We will evaluate the use of fluorescence-activated cell sorting to isolate GFP-L10a positive neurons from D1 and D2 mice for proteomic assessment. FACS will first be performed on isolated nuclei from these animals. Assessing protein changes in other irregularly shaped cellular compartments poses greater challenges. We have optimized a sort method that enables assessment of 24,000 D1 neuron positive events, which we presume includes the nucleus, some cytoplasm, and rough endoplasmic reticulum from the surrounding soma. We will evaluate the proteome of these events from D1 compared to D2 mice.

Specific Aim 2

The FACS-based isolation method depends on random shearing of cellular membrane and therefore may result in irregular sampling of the cytoplasm.
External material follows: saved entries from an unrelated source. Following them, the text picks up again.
//! Container engine client
//!
//! Thin wrapper over the local engine API exposing just the query/delete
//! surface the cleanup engine needs. The [`ContainerEngine`] trait is the
//! collaborator seam: production uses [`DockerClient`] (bollard), tests
//! substitute an in-memory engine.

use std::collections::HashMap;
use std::path::PathBuf;

use async_trait::async_trait;
use bollard::container::{ListContainersOptions, RemoveContainerOptions};
use bollard::image::{ListImagesOptions, RemoveImageOptions};
use bollard::Docker;
use chrono::{DateTime, TimeZone, Utc};
use tracing::debug;

use crate::config::RunConfiguration;
use crate::error::{HostGcError, HostGcResult};

/// Label carried by every container and image this toolchain creates
pub const MANAGED_LABEL: &str = "sh.hostgc.managed";
/// Name prefix of service containers left behind by interrupted builds
pub const SERVICE_CONTAINER_PREFIX: &str = "hostgc.build.";

/// A container as seen by the cleanup engine
#[derive(Debug, Clone)]
pub struct ContainerInfo {
    pub id: String,
    pub name: String,
    pub created_at: DateTime<Utc>,
}

/// An image as seen by the cleanup engine
#[derive(Debug, Clone)]
pub struct ImageInfo {
    pub id: String,
    pub created_at: DateTime<Utc>,
}

/// Collaborator contract for the local container engine.
///
/// Initialized once per process; safe to call concurrently with sibling
/// processes against the same daemon. Removal of an object that is
/// already gone surfaces as [`HostGcError::AlreadyGone`] so callers can
/// treat it as success.
#[async_trait]
pub trait ContainerEngine: Send + Sync {
    /// List this toolchain's service containers, running or not
    async fn list_service_containers(&self) -> HostGcResult<Vec<ContainerInfo>>;

    /// Remove a container by id
    async fn remove_container(&self, id: &str) -> HostGcResult<()>;

    /// List dangling images carrying the managed label
    async fn list_dangling_images(&self) -> HostGcResult<Vec<ImageInfo>>;

    /// Remove an image by id
    async fn remove_image(&self, id: &str) -> HostGcResult<()>;
}

/// Production engine client backed by the local Docker daemon.
pub struct DockerClient {
    docker: Docker,
    /// Auth config dir forwarded to registry-authenticated calls
    docker_config: Option<PathBuf>,
}

impl DockerClient {
    /// Build a client for the local daemon. Fails on malformed connection
    /// config (a bad `DOCKER_HOST`, say); an unreachable daemon surfaces
    /// at the first list call instead.
    pub fn init(config: &RunConfiguration) -> HostGcResult<Self> {
        let docker = Docker::connect_with_local_defaults().map_err(|e| {
            HostGcError::init(format!("failed to connect to container engine: {e}"))
        })?;

        Ok(Self {
            docker,
            docker_config: config.docker_config.clone(),
        })
    }

    /// Auth config dir, if one was configured
    pub fn docker_config(&self) -> Option<&PathBuf> {
        self.docker_config.as_ref()
    }

    fn map_remove_error(err: bollard::errors::Error, object: &str) -> HostGcError {
        match err {
            bollard::errors::Error::DockerResponseServerError {
                status_code: 404, ..
            } => HostGcError::AlreadyGone(object.to_string()),
            other => HostGcError::deletion(object, other),
        }
    }
}

#[async_trait]
impl ContainerEngine for DockerClient {
    async fn list_service_containers(&self) -> HostGcResult<Vec<ContainerInfo>> {
        let mut filters = HashMap::new();
        filters.insert("name", vec![SERVICE_CONTAINER_PREFIX]);

        let options = ListContainersOptions {
            all: true,
            filters,
            ..Default::default()
        };

        let containers = self
            .docker
            .list_containers(Some(options))
            .await
            .map_err(HostGcError::engine)?;

        Ok(containers
            .into_iter()
            .filter_map(|c| {
                let id = c.id?;
                let name = c
                    .names
                    .and_then(|names| names.into_iter().next())
                    .map(|n| n.trim_start_matches('/').to_string())?;
                let created_at = Utc
                    .timestamp_opt(c.created.unwrap_or_default(), 0)
                    .single()
                    .unwrap_or_else(Utc::now);
                Some(ContainerInfo {
                    id,
                    name,
                    created_at,
                })
            })
            .collect())
    }

    async fn remove_container(&self, id: &str) -> HostGcResult<()> {
        let options = RemoveContainerOptions {
            force: true,
            v: true,
            ..Default::default()
        };

        self.docker
            .remove_container(id, Some(options))
            .await
            .map_err(|e| Self::map_remove_error(e, &format!("container {id}")))?;

        debug!(id, "removed container");
        Ok(())
    }

    async fn list_dangling_images(&self) -> HostGcResult<Vec<ImageInfo>> {
        let mut filters = HashMap::new();
        filters.insert("dangling", vec!["true"]);
        filters.insert("label", vec![MANAGED_LABEL]);

        let options = ListImagesOptions {
            all: false,
            filters,
            ..Default::default()
        };

        let images = self
            .docker
            .list_images(Some(options))
            .await
            .map_err(HostGcError::engine)?;

        Ok(images
            .into_iter()
            .map(|img| ImageInfo {
                id: img.id,
                created_at: Utc
                    .timestamp_opt(img.created, 0)
                    .single()
                    .unwrap_or_else(Utc::now),
            })
            .collect())
    }

    async fn remove_image(&self, id: &str) -> HostGcResult<()> {
        let options = RemoveImageOptions {
            force: false,
            noprune: false,
        };

        self.docker
            .remove_image(id, Some(options), None)
            .await
            .map_err(|e| Self::map_remove_error(e, &format!("image {id}")))?;

        debug!(id, "removed image");
        Ok(())
    }
}

#[cfg(test)]
mod tests {
    use super::*;

    #[test]
    fn remove_error_maps_404_to_already_gone() {
        let err = bollard::errors::Error::DockerResponseServerError {
            status_code: 404,
            message: "No such container".to_string(),
        };
        let mapped = DockerClient::map_remove_error(err, "container abc");
        assert!(mapped.is_already_gone());
    }

    #[test]
    fn remove_error_maps_conflict_to_deletion_failure() {
        let err = bollard::errors::Error::DockerResponseServerError {
            status_code: 409,
            message: "image is in use".to_string(),
        };
        let mapped = DockerClient::map_remove_error(err, "image xyz");
        assert!(matches!(mapped, HostGcError::Deletion { .. }));
    }
}
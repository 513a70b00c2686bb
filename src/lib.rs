//! # hostgc
//!
//! Host-level garbage collector for a build tool's local machine state:
//! leftover containers and images from interrupted builds, stale
//! per-invocation tmp dirs, and the local git clone/worktree caches.
//!
//! Designed to run periodically and unattended while sibling invocations
//! (builds, deploys, other cleanups) run on the same host. Coexistence
//! rests on host-wide named advisory locks: every mutation of a shared
//! resource happens under the lock for that resource's name, so cleanup
//! skips or waits on objects a live operation is using.
//!
//! ## Modules
//!
//! - `config` - Per-process run configuration resolved from CLI and environment
//! - `workspace` - Process-wide directory layout, initialized before anything else
//! - `lock` - Host-wide named advisory lock manager
//! - `docker` - Container engine collaborator (trait + bollard client)
//! - `registry` - Remote registry collaborator
//! - `git` - Local version-control helper
//! - `cleanup` - The cleanup engine: per-category enumeration and guarded deletion
//! - `run` - Orchestration of one cleanup run
//! - `error` - Crate-wide error taxonomy

pub mod cleanup;
pub mod config;
pub mod docker;
pub mod error;
pub mod git;
pub mod lock;
pub mod registry;
pub mod run;
pub mod workspace;

pub use cleanup::{CleanupOptions, CleanupSummary, RetentionPolicy, StaleObjectCategory};
pub use config::{ConfigOverrides, RunConfiguration};
pub use error::{HostGcError, HostGcResult};
pub use lock::{HostLockManager, LockGuard};
pub use workspace::Workspace;
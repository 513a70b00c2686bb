//! Top-level orchestration of a host cleanup run
//!
//! Initializes every shared subsystem in dependency order, then hands off
//! to the cleanup engine. The first initializer to fail aborts the run;
//! nothing is deleted before every collaborator is ready.

use std::sync::Arc;
use std::time::Instant;

use anyhow::Result;
use tracing::info;

use crate::cleanup::{CleanupEngine, CleanupOptions, CleanupSummary, RetentionPolicy};
use crate::config::RunConfiguration;
use crate::docker::DockerClient;
use crate::git::GitHelper;
use crate::lock::HostLockManager;
use crate::registry::RegistryClient;
use crate::workspace::Workspace;

/// Execute one cleanup run with the given configuration.
///
/// Order matters: the workspace establishes the paths everything else
/// lives under, the lock manager needs the lock directory, and the
/// clients must all be up before the engine starts touching shared state.
pub async fn run(config: &RunConfiguration) -> Result<CleanupSummary> {
    let started = Instant::now();
    info!(
        version = env!("CARGO_PKG_VERSION"),
        dry_run = config.dry_run,
        "host cleanup starting"
    );

    let workspace = Workspace::init(config).await?;
    let locks = HostLockManager::init(workspace.locks_dir())?;
    let git = GitHelper::init().await?;
    let registry = RegistryClient::init(config.allow_insecure_registry)?;
    let docker = DockerClient::init(config)?;

    info!(
        git_version = format!("{}.{}", git.version().0, git.version().1),
        insecure_registry = registry.allows_insecure(),
        docker_auth = docker.docker_config().is_some(),
        "subsystems initialized"
    );

    let engine = CleanupEngine::new(
        Arc::new(docker),
        locks,
        workspace,
        RetentionPolicy::default(),
    );
    let summary = engine
        .host_cleanup(CleanupOptions {
            dry_run: config.dry_run,
        })
        .await;

    info!(
        elapsed_ms = started.elapsed().as_millis() as u64,
        removed = summary.total_removed(),
        "host cleanup finished"
    );

    Ok(summary)
}
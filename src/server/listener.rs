use std::sync::Arc;

use tokio::net::TcpListener;
use tracing::{error, info};

use crate::config::Config;
use crate::http::connection::{Connection, ConnectionLimits};
use crate::router::Router;

/// Binds the configured address and serves until the process is stopped.
pub async fn run(cfg: &Config, router: Router) -> anyhow::Result<()> {
    let listener = TcpListener::bind(&cfg.server.listen_addr).await?;
    info!("Listening on {}", listener.local_addr()?);

    serve(listener, router, cfg.limits()).await
}

/// Serves connections from an already bound listener.
///
/// Every connection runs as its own task. On a current-thread runtime those
/// tasks interleave only at I/O points, so handlers never run in parallel.
/// Accept errors are logged and the loop keeps going.
pub async fn serve(
    listener: TcpListener,
    router: Router,
    limits: ConnectionLimits,
) -> anyhow::Result<()> {
    let router = Arc::new(router);

    loop {
        let (socket, peer) = match listener.accept().await {
            Ok(accepted) => accepted,
            Err(e) => {
                error!("Failed to accept connection: {}", e);
                continue;
            }
        };
        info!("Accepted connection from {}", peer);

        let router = Arc::clone(&router);
        tokio::spawn(async move {
            let mut conn = Connection::new(socket, peer, router, limits);
            if let Err(e) = conn.run().await {
                error!("Connection error from {}: {}", peer, e);
            }
        });
    }
}
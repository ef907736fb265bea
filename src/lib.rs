//! Relay - single-process HTTP/1.1 server
//!
//! Decodes one request per connection (flat JSON and multipart bodies
//! included), routes it on exact method and path, and writes the response
//! before closing the connection.

pub mod config;
pub mod error;
pub mod handlers;
pub mod http;
pub mod router;
pub mod server;
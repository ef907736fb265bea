use relay::error::ServerError;
use relay::handlers::{default_router, register_defaults};
use relay::http::json::JsonValue;
use relay::http::parser::decode_request;
use relay::http::request::{Method, RequestBuilder};
use relay::http::response::{Payload, Response, StatusCode};
use relay::router::Router;

fn dispatch_raw(router: &Router, raw: &str) -> Result<Response, ServerError> {
    router.dispatch(&decode_request(raw.as_bytes()).unwrap())
}

#[test]
fn test_register_and_lookup() {
    let mut router = Router::new();
    router.route(Method::GET, "/test", |_| Ok(Response::ok("test")));

    assert!(router.contains(&Method::GET, "/test"));
    assert!(router.lookup(&Method::GET, "/test").is_some());
    assert!(router.lookup(&Method::POST, "/test").is_none());
    assert!(router.lookup(&Method::GET, "/test/").is_none());
    assert_eq!(router.len(), 1);
}

#[test]
fn test_register_same_route_twice_last_wins() {
    let mut router = Router::new();
    router.route(Method::GET, "/", |_| Ok(Response::ok("first")));
    router.route(Method::GET, "/", |_| Ok(Response::ok("second")));

    assert_eq!(router.len(), 1);
    let response = dispatch_raw(&router, "GET / HTTP/1.1\r\n\r\n").unwrap();
    assert_eq!(response.payload, Payload::Text("second".to_string()));
}

#[test]
fn test_other_method_on_registered_path_is_no_match() {
    let mut router = Router::new();
    router.route(Method::GET, "/only-get", |_| Ok(Response::ok("ok")));

    let err = dispatch_raw(&router, "POST /only-get HTTP/1.1\r\n\r\n").unwrap_err();
    assert!(matches!(err, ServerError::NoRouteMatch { .. }));
    assert_eq!(err.status(), Some(StatusCode::NotFound));
}

#[test]
fn test_custom_method_can_be_routed() {
    let mut router = Router::new();
    router.route(Method::Other("BREW".to_string()), "/pot", |_| {
        Ok(Response::text(StatusCode::Other(418), "teapot"))
    });

    let response = dispatch_raw(&router, "BREW /pot HTTP/1.1\r\n\r\n").unwrap();
    assert_eq!(response.status.as_u16(), 418);
}

#[test]
fn test_handler_error_is_handler_failure() {
    let mut router = Router::new();
    router.route(Method::GET, "/fail", |_| Err(anyhow::anyhow!("boom")));

    let err = dispatch_raw(&router, "GET /fail HTTP/1.1\r\n\r\n").unwrap_err();
    assert!(matches!(&err, ServerError::HandlerFailure(msg) if msg.contains("boom")));
    assert_eq!(err.status(), Some(StatusCode::InternalServerError));
}

#[test]
fn test_handler_panic_is_contained() {
    let mut router = Router::new();
    router.route(Method::GET, "/panic", |_| panic!("handler exploded"));

    let err = dispatch_raw(&router, "GET /panic HTTP/1.1\r\n\r\n").unwrap_err();
    assert!(matches!(&err, ServerError::HandlerFailure(msg) if msg.contains("handler exploded")));
}

#[test]
fn test_default_routes_registered() {
    let mut router = Router::new();
    register_defaults(&mut router);

    for method in [
        Method::GET,
        Method::POST,
        Method::PUT,
        Method::PATCH,
        Method::DELETE,
    ] {
        assert!(router.contains(&method, "/"), "missing {method} /");
    }
    assert_eq!(router.len(), 5);

    // Registering again keeps one handler per key
    register_defaults(&mut router);
    assert_eq!(router.len(), 5);
}

#[test]
fn test_default_get_and_delete() {
    let router = default_router();

    let get = dispatch_raw(&router, "GET / HTTP/1.1\r\n\r\n").unwrap();
    assert_eq!(get.status, StatusCode::Ok);
    assert_eq!(get.payload, Payload::Text("Received GET request".to_string()));

    let delete = dispatch_raw(&router, "DELETE / HTTP/1.1\r\n\r\n").unwrap();
    assert_eq!(
        delete.payload,
        Payload::Text("Received DELETE request".to_string())
    );
}

#[test]
fn test_default_plain_text_echo() {
    let router = default_router();

    for verb in ["POST", "PUT", "PATCH"] {
        let raw = format!("{verb} / HTTP/1.1\r\nContent-Length: 11\r\n\r\nHello World");
        let response = dispatch_raw(&router, &raw).unwrap();
        assert_eq!(
            response.payload,
            Payload::Text(format!("Received {verb} request with body: Hello World"))
        );
    }
}

#[test]
fn test_default_json_echo() {
    let router = default_router();
    let raw = "POST / HTTP/1.1\r\nContent-Type: application/json\r\n\r\n{\"message\":\"Hello World\"}";

    let response = dispatch_raw(&router, raw).unwrap();
    let Payload::Json(fields) = response.payload else {
        panic!("expected a JSON payload");
    };
    assert_eq!(fields["message"], JsonValue::from("Hello World"));
}

#[test]
fn test_default_multipart_echo() {
    let router = default_router();
    let raw = "PATCH / HTTP/1.1\r\nContent-Type: multipart/form-data; boundary=B\r\n\r\n--B\r\nContent-Disposition: form-data; name=\"text\"\r\n\r\nHello World\r\n--B--";

    let response = dispatch_raw(&router, raw).unwrap();
    let Payload::Multipart { form, files } = response.payload else {
        panic!("expected a multipart payload");
    };
    assert_eq!(form["text"], "Hello World");
    assert!(files.is_empty());
}

#[test]
fn test_builder_request_dispatch() {
    let router = default_router();
    let request = RequestBuilder::new()
        .method(Method::GET)
        .path("/missing")
        .build()
        .unwrap();

    assert!(matches!(
        router.dispatch(&request),
        Err(ServerError::NoRouteMatch { .. })
    ));
}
For comparison, we will perform Laser Capture Microdissection using tissue from D1-Flag-DARPP-32 and D2-Myc-DARPP-32 mice. The advantage of using these mice is twofold: DARPP-32 acts as a superior volume label of the cell body than GFP ribosomes, and both D1 and D2 cells types can be collected from the same animal. It is estimated that LCM dissection of 1,000 or more cells can bring neural proteomes within reach, so by collecting ~10,000 cells from each experimental condition for proteomic assessment we expect to obtain very high quality data.